GOAL OF THE EXERCISE: Every entry must be transcribed exactly as written.
--- TASK MATERIAL Enclosed Below ---
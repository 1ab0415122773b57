use yew::prelude::*;

/// Placeholder analytics destination reached from the dashboard summary
/// card.
#[function_component(Analytics)]
pub fn analytics() -> Html {
    html! {
        <div class="analytics-page container mx-auto px-4 sm:px-6 lg:px-8 py-8 sm:py-12">
            <h1 class="text-2xl sm:text-3xl font-bold text-gray-900 mb-4">{"Feedback Analytics"}</h1>
            <p class="text-gray-600">{"Analytics for your feedback requests will appear here."}</p>
        </div>
    }
}
impl InvocationEngineBuilder {
    pub fn with_config(mut self, config: RemotingConfig) -> Self {
        self.config = config;
        self
    }

    /// Use `executor` instead of building a public executor from the config.
    pub fn with_public_executor(mut self, executor: WorkerPool) -> Self {
        self.public_executor = Some(executor);
        self
    }

    /// Use `executor` instead of building a callback executor from the config.
    pub fn with_callback_executor(mut self, executor: WorkerPool) -> Self {
        self.callback_executor = Some(executor);
        self
    }

    pub fn with_listener(mut self, listener: impl ConnectionEventListener) -> Self {
        self.listener = Some(Arc::new(listener));
        self
    }

    pub fn with_hook(mut self, hook: impl RpcHook) -> Self {
        self.hooks.push(Arc::new(hook));
        self
    }

    /// Build the engine.  Must be called from within a Tokio runtime, since it starts the
    /// executors and the event delivery task.
    pub fn build(self) -> InvocationEngine {
        let config = self.config;

        let public_executor = self.public_executor.unwrap_or_else(|| {
            WorkerPool::new("public", config.public_executor_workers, config.public_executor_queue)
        });
        let callback_executor = self.callback_executor.unwrap_or_else(|| {
            WorkerPool::new(
                "callback",
                config.callback_executor_workers,
                config.callback_executor_queue,
            )
        });

        let notifier_token = CancellationToken::new();
        let notifier = LifecycleNotifier::start(config.event_queue_capacity, notifier_token.clone());
        if let Some(listener) = self.listener {
            notifier.listen(listener);
        }

        let hooks = Hooks::default();
        for hook in self.hooks {
            hooks.register(hook);
        }

        let shared = EngineShared {
            registry: PendingCallRegistry::new(callback_executor),
            admission: AdmissionController::new(config.oneway_permits, config.async_permits),
            processors: ProcessorTable::new(),
            hooks,
            notifier,
            public_executor,
            connections: DashMap::new(),
            cancellation_token: CancellationToken::new(),
            notifier_token,
            started: AtomicBool::new(false),
            config,
        };

        InvocationEngine {
            shared: Arc::new(shared),
        }
    }
}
--- End of Enclosed TASK MATERIAL ---
WRITTEN SOLUTION:
repository 1ab0415122773b57
use yew::prelude::*;

/// Placeholder analytics destination reached from the dashboard summary
/// card.
#[function_component(Analytics)]
pub fn analytics() -> Html {
    html! {
        <div class="analytics-page container mx-auto px-4 sm:px-6 lg:px-8 py-8 sm:py-12">
            <h1 class="text-2xl sm:text-3xl font-bold text-gray-900 mb-4">{"Feedback Analytics"}</h1>
            <p class="text-gray-600">{"Analytics for your feedback requests will appear here."}</p>
        </div>
    }
}
impl InvocationEngineBuilder {
    pub fn with_config(mut self, config: RemotingConfig) -> Self {
        self.config = config;
        self
    }

    /// Use `executor` instead of building a public executor from the config.
    pub fn with_public_executor(mut self, executor: WorkerPool) -> Self {
        self.public_executor = Some(executor);
        self
    }

    /// Use `executor` instead of building a callback executor from the config.
    pub fn with_callback_executor(mut self, executor: WorkerPool) -> Self {
        self.callback_executor = Some(executor);
        self
    }

    pub fn with_listener(mut self, listener: impl ConnectionEventListener) -> Self {
        self.listener = Some(Arc::new(listener));
        self
    }

    pub fn with_hook(mut self, hook: impl RpcHook) -> Self {
        self.hooks.push(Arc::new(hook));
        self
    }

    /// Build the engine.  Must be called from within a Tokio runtime, since it starts the
    /// executors and the event delivery task.
    pub fn build(self) -> InvocationEngine {
        let config = self.config;

        let public_executor = self.public_executor.unwrap_or_else(|| {
            WorkerPool::new("public", config.public_executor_workers, config.public_executor_queue)
        });
        let callback_executor = self.callback_executor.unwrap_or_else(|| {
            WorkerPool::new(
                "callback",
                config.callback_executor_workers,
                config.callback_executor_queue,
            )
        });

        let notifier_token = CancellationToken::new();
        let notifier = LifecycleNotifier::start(config.event_queue_capacity, notifier_token.clone());
        if let Some(listener) = self.listener {
            notifier.listen(listener);
        }

        let hooks = Hooks::default();
        for hook in self.hooks {
            hooks.register(hook);
        }

        let shared = EngineShared {
            registry: PendingCallRegistry::new(callback_executor),
            admission: AdmissionController::new(config.oneway_permits, config.async_permits),
            processors: ProcessorTable::new(),
            hooks,
            notifier,
            public_executor,
            connections: DashMap::new(),
            cancellation_token: CancellationToken::new(),
            notifier_token,
            started: AtomicBool::new(false),
            config,
        };

        InvocationEngine {
            shared: Arc::new(shared),
        }
    }
}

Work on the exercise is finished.